At a glance
The Division of Foodborne, Waterborne, and Environmental Diseases (DFWED) works to protect the public from diseases spread through food, water, and the environment.
Our mission
DFWED's mission is to improve public health nationally and internationally through the prevention and control of disease, disability, and death caused by foodborne, waterborne, and environmentally transmitted infections.
Priorities
- Prevent diseases caused by contaminated food, water, animal contact and fungi.
- Slow the development and spread of antimicrobial resistance in fungi and bacteria.
- Use surveillance systems to track foodborne, waterborne, and animal contact diseases.
- Work with global health partners to fight foodborne, waterborne, and fungal diseases.
Why it matters
Changes in society, technology, our environment, and microorganisms themselves are affecting the occurrence and complexity of foodborne, waterborne, and fungal diseases.
- In the 1980s, E. coli O157 first emerged and spread to contaminate a growing variety of foods.
- Multiresistant Salmonella are a growing challenge to human and animal health.
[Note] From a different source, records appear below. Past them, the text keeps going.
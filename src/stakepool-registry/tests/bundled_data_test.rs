use stakepool_registry::errors::RegistryError;
use stakepool_registry::test_utils::{assert_resolves_to, bundled_data_path};
use stakepool_registry::{
    ReceiptType, RegistryOptions, TenantRegistry, TokenStandard, ValidationPolicy,
};

fn bundled() -> TenantRegistry {
    TenantRegistry::load(bundled_data_path(), &RegistryOptions::default())
        .expect("bundled registry should load with the default policy")
}

#[test]
fn test_bundled_registry_loads_in_order() {
    let registry = bundled();
    assert_eq!(registry.len(), 53);

    let names: Vec<&str> = registry.iter().map(|t| t.name.as_str()).collect();
    assert_eq!(&names[..4], &["cardinal", "AOM", "blockasset", "blockasset-smesh-bros"]);
    assert_eq!(names.last(), Some(&"Sweet-Apocalypse"));
}

#[test]
fn test_every_record_is_found_by_its_name() {
    let registry = bundled();
    for tenant in &registry {
        let found = registry.find_by_name(&tenant.name);
        assert_eq!(found, Some(tenant), "lookup by name '{}'", tenant.name);
    }
}

#[test]
fn test_every_record_is_found_by_its_address() {
    let registry = bundled();
    for tenant in &registry {
        let found = registry
            .find_by_address_str(&tenant.pool_address.to_string())
            .unwrap();
        assert_eq!(found, Some(tenant), "lookup by address of '{}'", tenant.name);
    }
}

#[test]
fn test_hostname_overrides() {
    let registry = bundled();
    let mut with_hostname = 0;
    for tenant in &registry {
        match &tenant.hostname_override {
            Some(hostname) => {
                with_hostname += 1;
                assert_eq!(registry.find_by_hostname(hostname), Some(tenant));
                assert_eq!(registry.resolve(hostname), Some(tenant));
            }
            None => {
                assert!(registry.find_by_hostname(&tenant.name).is_none());
                assert_eq!(registry.resolve(&tenant.name), Some(tenant));
            }
        }
    }
    assert_eq!(with_hostname, 4);

    assert_resolves_to(&registry, "stake.1space.me", "onespace");
    assert_resolves_to(&registry, "onespace", "onespace");
    assert_resolves_to(&registry, "stake.roguesharks", "rogue-sharks");
    assert_resolves_to(&registry, "stake.unfrgtn.space", "Orbit");
    assert_resolves_to(&registry, "stake.rebellionbots.io", "rebellionbots");
}

#[test]
fn test_list_visible_excludes_hidden_tenants() {
    let registry = bundled();
    let visible = registry.list_visible();

    assert_eq!(visible.len(), 51);
    assert!(visible.iter().all(|t| !t.is_hidden()));
    assert!(!visible.iter().any(|t| t.name == "whales" || t.name == "hoa-referral"));
    // explicit `hidden: false` stays visible
    assert!(visible.iter().any(|t| t.name == "dictators"));

    let all_visible_in_order: Vec<&str> = registry
        .iter()
        .filter(|t| !t.is_hidden())
        .map(|t| t.name.as_str())
        .collect();
    let listed: Vec<&str> = visible.iter().map(|t| t.name.as_str()).collect();
    assert_eq!(listed, all_visible_in_order);
}

#[test]
fn test_redirected_tenants_are_still_returned() {
    let registry = bundled();

    let aom = registry.find_by_name("AOM").unwrap();
    assert!(aom.is_not_found());
    assert_eq!(aom.redirect_url.as_deref(), Some("https://frame.artofmob.io"));

    let peanuts = registry.find_by_name("presidential-peanuts").unwrap();
    assert!(peanuts.is_not_found());
    assert!(peanuts.redirect_url.is_some());
}

#[test]
fn test_name_lookup_does_not_normalize_case() {
    let registry = bundled();
    assert!(registry.find_by_name("aom").is_none());
    assert!(registry.find_by_name("orbit").is_none());
    assert_eq!(
        registry.find_by_name_ignore_case("orbit").map(|t| t.name.as_str()),
        Some("Orbit")
    );
    assert!(registry.find_by_name("Sussy Sol Cats").is_some());
}

#[test]
fn test_meta_ops_vaults_reference_each_other() {
    let registry = bundled();
    let names = |name: &str| -> Vec<String> {
        registry
            .linked_tenants(name)
            .iter()
            .map(|t| t.name.clone())
            .collect()
    };
    assert_eq!(names("meta-ops"), vec!["meta-ops-founders-vault".to_string()]);
    assert_eq!(names("meta-ops-founders-vault"), vec!["meta-ops".to_string()]);
}

#[test]
fn test_typed_fields_survive_loading() {
    let registry = bundled();

    let blockasset = registry.find_by_name("blockasset").unwrap();
    assert_eq!(blockasset.max_staked_count, Some(11791));
    assert_eq!(blockasset.links().len(), 3);
    assert_eq!(
        blockasset.color_scheme.as_ref().unwrap().accent.as_deref(),
        Some("#1fcfb11c")
    );
    let airdrops = blockasset.airdrop_metadata.as_ref().unwrap();
    assert_eq!(airdrops[0].get("symbol"), Some(&serde_json::json!("LEGENDS")));

    assert!(registry.iter().any(|t| t.receipt_type == Some(ReceiptType::Original)));
    assert!(
        registry
            .iter()
            .any(|t| t.token_standard == Some(TokenStandard::NonFungible))
    );
    assert!(registry.iter().any(|t| t.style_overrides.is_some()));
}

#[test]
fn test_strict_policy_reports_legacy_entries() {
    let strict = RegistryOptions {
        validation: ValidationPolicy::Reject,
    };
    match TenantRegistry::load(bundled_data_path(), &strict) {
        Err(RegistryError::Validation(issues)) => {
            let flagged = |tenant: &str| issues.iter().any(|issue| issue.tenant == tenant);
            assert!(flagged("AOM"));
            assert!(flagged("Sussy Sol Cats"));
            assert!(flagged("dictators"));
            assert!(flagged("block-token"));
            assert!(!flagged("cardinal"));
        }
        other => panic!("expected validation error, got {other:?}"),
    }
}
- Waterborne diseases like cholera and typhoid, although virtually nonexistent in the United States, cause needless disability and death globally.
- Fungal infections are common among immunocompromised patients and are difficult to diagnose and treat.
- Infections of animals can spread to humans by direct contact and by less obvious routes.
- Microbial adaptation is resulting in new—or previously unrecognized—pathogens.
Our work
We strive to better understand emerging, reemerging, drug-resistant, bacterial, parasitic, and fungal pathogens and how they make people sick. We do this with health departments, academic researchers, federal regulatory agencies, and partners around the world. We use this information to improve prevention, inform policy, and reduce health inequities.
- Track foodborne illnesses to identify trends, risk factors, new drug resistance, and food sources.
- Detect, investigate, and control foodborne outbreaks.
- Identify new ways to reduce diarrheal diseases related to global water, sanitation, and hygiene.
- Keep drinking water, swimming pools, lakes, and other water sources safe.
- Detect, prevent, and control domestic and global fungal threats.
Leadership Bio
Megin Nichols, DVM, MPH, DACVPM, is the acting director of the Division of Foodborne, Waterborne, and Environmental Diseases in CDC’s National Center for Emerging and Zoonotic Infectious Diseases.